The word "mother" is one of the oldest in the English language, but the word "motherhood" dates only from the 16th century and even then referred merely to the fact of being a mother. Motherhood developed as a concept, particularly a moral concept, in the Victorian era and was part of the idealization of home and wife that is now widely regarded as being the result of the political and social pressures that kept women at home in the service of their menfolk. During this century the idealization of wives has gradually diminished, but that of motherhood has increased to the point where it is difficult to define what it really means. There is a tendency for social custom to dictate what is right, regardless of the realities of parents' and children's lives and their differing needs.
Books like the two at hand try to help mothers sort out the ambiguities in their roles and deal with their guilt. Many, including these two, are written by women who have professional knowledge of the subject and have also struggled with it in their personal lives. For instance, Sandra Scarr, a specialist in child development, has four children. Her book "Mother Care/Other Care," which deals mainly with working mothers and their problems, particularly with child care, is full of interesting information, common sense and thoughtful analysis based both on personal experience and on professional judgment.
Why, she asks, does contemporary western society stress the exclusive importance of mothers for children's normal development? No other culture has done so before. It has meant that each working woman has had to concoct an individual solution to the problem of child care during working hours, and for most this has only been done with difficulty and guilt.
Scarr takes us carefully through the steps involved in dealing with the basic dilemmas and in reconciling the needs of children with those of mothers. She emphasizes the strength and individuality of children and the variability of good child care, reviews the relevant literature and what public authorities have and have not done, and discusses how ideas about children and mothers have changed. She concludes with a valuable guide through the maze of day care history, legislation and myth.

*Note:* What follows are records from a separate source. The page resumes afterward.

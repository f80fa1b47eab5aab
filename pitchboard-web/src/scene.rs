use macroquad::prelude::*;
use pitchboard_core::pitch;
use pitchboard_core::{GoalFrame, Point, Polyline};

pub const TURF_COLOR: Color = Color::from_rgba(46, 139, 87, 255);
pub const LINE_COLOR: Color = WHITE;
pub const GOAL_COLOR: Color = WHITE;

pub fn to_vec3(point: Point) -> Vec3 {
    vec3(point[0], point[1], point[2])
}

/// Draw the static scene: turf quad, marking polylines, goal frames.
/// Geometry comes in as data so the caller can build it once at startup.
pub fn draw_pitch(markings: &[Polyline], goal_frames: &[GoalFrame]) {
    draw_plane(
        vec3(0.0, 0.0, 0.0),
        vec2(pitch::half_length(), pitch::half_width()),
        None,
        TURF_COLOR,
    );

    for polyline in markings {
        for (start, end) in polyline.segments() {
            draw_line_3d(to_vec3(start), to_vec3(end), LINE_COLOR);
        }
    }

    for frame in goal_frames {
        draw_cube_wires(to_vec3(frame.center), to_vec3(frame.size), GOAL_COLOR);
    }
}

#[cfg(test)]
mod tests {
    use super::*;

    #[test]
    fn to_vec3_preserves_components() {
        assert_eq!(to_vec3([1.0, -2.0, 3.5]), vec3(1.0, -2.0, 3.5));
    }
}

Nancy Rubin, author of "The Mother Mirror," is a journalist who has specialized in home and family problems and has two daughters of her own. Rubin defines "the mother mirror" as the conflict between a woman's desire for independence and her wish to nurture, a conflict she analyzes through the experience of other mothers, childless career women and the findings of psychosocial experts. She makes a compelling case for her conclusion that for modern women living through a child's reflection is simply not enough.
As Scarr remarks, "The human species does not seem attuned to exclusive mothering at all, but to secure relationship with others." Most mothers know this, so how did all these restrictive and guilt-provoking theories come about? And why did women put up with them? Social historians have not yet worked through these questions.
Meanwhile, events have overtaken theories. The last 15 years have seen motherhood become increasingly a positive decision instead of an automatic stage in life. Any decision involves questioning and doubt. Personal need has begun to rival self-sacrifice in motherhood. The increasing independence of women has also led some men to demand a part in mothering, often right from the start. And there is a tendency today to later motherhood, increasing anxiety about infertility and also about genetic engineering and surrogate motherhood.
Nevertheless children continue to need love and security, mothers continue to long for babies, to love them dearly and to struggle with the problems of their generation.